Deep Neural Networks for Malicious JavaScript Detection Using Bytecode Sequences

Muhammad Fakhrur Rozi, Sangwook Kim, Seiichi Ozawa

Published: 01 Jan 2020, Last Modified: 07 Jun 2025IJCNN 2020EveryoneRevisionsBibTeXCC BY-SA 4.0

Abstract: JavaScript is a dynamic computer programming language that has been used for various cyberattacks on client-side web applications. Malicious behaviors in JavaScript are injected on purpose as the outputs of web applications, such as redirection and pop-up texts or images. It exploits vulnerabilities by using a variety of methods such as drive-by download or cross-site scripting. To protect users from such cyberattacks, we propose a deep neural network for detecting malicious JavaScript codes by examining their bytecode sequences.

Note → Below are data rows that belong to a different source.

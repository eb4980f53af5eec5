//! Session layer: rounds, persistence reconciliation and renderer-facing
//! outcomes.
//!
//! `SessionController` composes a `Roster` with a `RandomSource` and a
//! storage port. Each operation returns or exposes owned values
//! (`RoundReport`, `RosterView`) rather than shared mutable state.

pub mod controller;
pub mod outcome;
pub mod view;

pub use controller::{SessionController, SessionPhase};
pub use outcome::{
    EliminationStyle, OutcomeKind, ParticipantOutcome, Presentation, RoundReport, ShakeToken,
};
pub use view::{ParticipantStatus, ParticipantView, RosterView, Seat};
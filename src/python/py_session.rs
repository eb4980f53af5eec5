//! Session bindings for Python.

use pyo3::prelude::*;

use crate::core::{ChanceBounds, SessionConfig};
use crate::session::{ParticipantStatus, ParticipantView, Presentation, SessionController, SessionPhase};
use crate::storage::{FileStore, KeyValueStore, MemoryStore};
use crate::SessionRng;

type BoxedStore = Box<dyn KeyValueStore + Send>;

/// Python wrapper for one participant in the roster view.
#[pyclass(name = "Participant")]
#[derive(Clone, Debug)]
pub struct PyParticipant(pub ParticipantView);

#[pymethods]
impl PyParticipant {
    #[getter]
    fn name(&self) -> String {
        self.0.name.clone()
    }

    /// "survivor", "loser" or "winner".
    #[getter]
    fn status(&self) -> &'static str {
        match self.0.status {
            ParticipantStatus::Survivor => "survivor",
            ParticipantStatus::Loser => "loser",
            ParticipantStatus::Winner => "winner",
        }
    }

    /// (row, column) in the seating grid.
    #[getter]
    fn seat(&self) -> (usize, usize) {
        (self.0.seat.row, self.0.seat.column)
    }

    /// "puff", "shrink", "winner" or None.
    #[getter]
    fn presentation(&self) -> Option<&'static str> {
        self.0.presentation.map(|p| match p {
            Presentation::Eliminated(style) => style.label(),
            Presentation::Winner => "winner",
        })
    }

    fn __repr__(&self) -> String {
        format!("Participant(name={:?}, status={})", self.0.name, self.status())
    }
}

/// Python wrapper for SessionController.
///
/// Sessions persist to `state_dir` when given, otherwise to memory.
#[pyclass(name = "Session")]
pub struct PySession {
    inner: SessionController<SessionRng, BoxedStore>,
}

#[pymethods]
impl PySession {
    /// Start or resume a session.
    ///
    /// # Arguments
    /// - names: Participant names
    /// - state_dir: Directory for the saved session (None = in memory)
    /// - seed: RNG seed (None = OS entropy)
    /// - min_chances / max_chances / default_chances: Denominator bounds
    #[new]
    #[pyo3(signature = (
        names,
        state_dir = None,
        seed = None,
        min_chances = 2,
        max_chances = 10,
        default_chances = 4
    ))]
    fn new(
        names: Vec<String>,
        state_dir: Option<String>,
        seed: Option<u64>,
        min_chances: u32,
        max_chances: u32,
        default_chances: u32,
    ) -> PyResult<Self> {
        if min_chances == 0 || min_chances > max_chances {
            return Err(pyo3::exceptions::PyValueError::new_err(
                "chance bounds need 1 <= min_chances <= max_chances",
            ));
        }

        let mut config = SessionConfig::new()
            .with_chances(ChanceBounds::new(min_chances, max_chances, default_chances));
        if let Some(seed) = seed {
            config = config.with_seed(seed);
        }

        let store: BoxedStore = match state_dir {
            Some(dir) => Box::new(FileStore::new(dir)),
            None => Box::new(MemoryStore::new()),
        };

        Ok(Self {
            inner: SessionController::open(names, config, store),
        })
    }

    /// Play a round. Returns (name, outcome) pairs for everyone who was
    /// live when the round began.
    #[pyo3(signature = (num_chances = None))]
    fn play_round(&mut self, num_chances: Option<i64>) -> Vec<(String, &'static str)> {
        self.inner
            .play_round(num_chances)
            .outcomes
            .into_iter()
            .map(|o| (o.name, o.kind.label()))
            .collect()
    }

    fn add_participant(&mut self, name: &str) -> bool {
        self.inner.add_participant(name)
    }

    fn remove_participant(&mut self, name: &str) -> bool {
        self.inner.remove_participant(name)
    }

    fn reset(&mut self) {
        self.inner.reset_session();
    }

    /// Store the denominator from the config dialog. Returns the clamped value.
    #[pyo3(signature = (num_chances = None))]
    fn close_config(&mut self, num_chances: Option<i64>) -> u32 {
        self.inner.close_config(num_chances)
    }

    /// Participants in seating order.
    fn participants(&self) -> Vec<PyParticipant> {
        self.inner
            .view()
            .participants
            .into_iter()
            .map(PyParticipant)
            .collect()
    }

    #[getter]
    fn winner(&self) -> Option<String> {
        self.inner.roster().winner().map(String::from)
    }

    #[getter]
    fn round_number(&self) -> u64 {
        self.inner.round_number()
    }

    #[getter]
    fn num_chances(&self) -> u32 {
        self.inner.num_chances()
    }

    /// "fresh", "in_progress" or "complete".
    #[getter]
    fn phase(&self) -> &'static str {
        match self.inner.phase() {
            SessionPhase::Fresh => "fresh",
            SessionPhase::InProgress => "in_progress",
            SessionPhase::Complete => "complete",
        }
    }

    fn __repr__(&self) -> String {
        format!(
            "Session(round={}, survivors={}, phase={})",
            self.inner.round_number(),
            self.inner.roster().count_survivors(),
            self.phase()
        )
    }
}
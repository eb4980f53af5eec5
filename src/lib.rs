//! # survivor
//!
//! A randomized single-elimination game engine. A roster of named
//! participants plays rounds; in each round every remaining participant
//! independently faces a 1-in-N chance of elimination, until one survivor
//! is left.
//!
//! ## Design Principles
//!
//! 1. **Invariants in one place**: `Roster` alone decides who is in and who
//!    is out, and refuses any edit that would break `losers + survivors = names`.
//!
//! 2. **Injected collaborators**: randomness (`RandomSource`) and storage
//!    (`KeyValueStore`) are passed in, so tests script both.
//!
//! 3. **Owned results**: every round returns a `RoundReport`, and renderers
//!    read a single `RosterView` value instead of observing shared state.
//!
//! ## Modules
//!
//! - `core`: roster, RNG, configuration, errors
//! - `storage`: snapshot schema, key-value port, snapshot persistence
//! - `session`: session controller, round outcomes, roster view
//!
//! ## Example
//!
//! ```
//! use survivor::{MemoryStore, SessionConfig, SessionController};
//!
//! let config = SessionConfig::default().with_seed(42);
//! let mut session = SessionController::open(["Alice", "Bob", "Carol"], config, MemoryStore::new());
//!
//! while !session.roster().has_winner() {
//!     session.play_round(4);
//! }
//! assert_eq!(session.roster().count_survivors(), 1);
//! ```

pub mod core;
pub mod session;
pub mod storage;

#[cfg(feature = "python")]
pub mod python;

// Re-export commonly used types
pub use crate::core::{
    ChanceBounds, ChanceInput, RandomSource, Roster, RosterError, ScriptedRandom, SessionConfig,
    SessionRng, StorageError,
};

pub use crate::storage::{FileStore, KeyValueStore, MemoryStore, Snapshot, SnapshotStorage};

pub use crate::session::{
    EliminationStyle, OutcomeKind, ParticipantOutcome, ParticipantStatus, Presentation,
    RosterView, RoundReport, SessionController, SessionPhase, ShakeToken,
};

We use the V8 JavaScript compiler to generate a bytecode sequence, which corresponds to an abstract form of machine codes. The benefit of using bytecode representation is that we can easily break complex obfuscation in JavaScript. To identify the attacker's malicious intention, We adopt a deep pyramid convolutional neural network (DPCNN) combining with recurrent neural network models, which can handle long-range associations in a bytecode sequence. In our experiment, various recurrent networks are testified to encode temporal features of code behaviors, and our results show that the proposed approach provides high accuracy in detection of malicious JavaScript.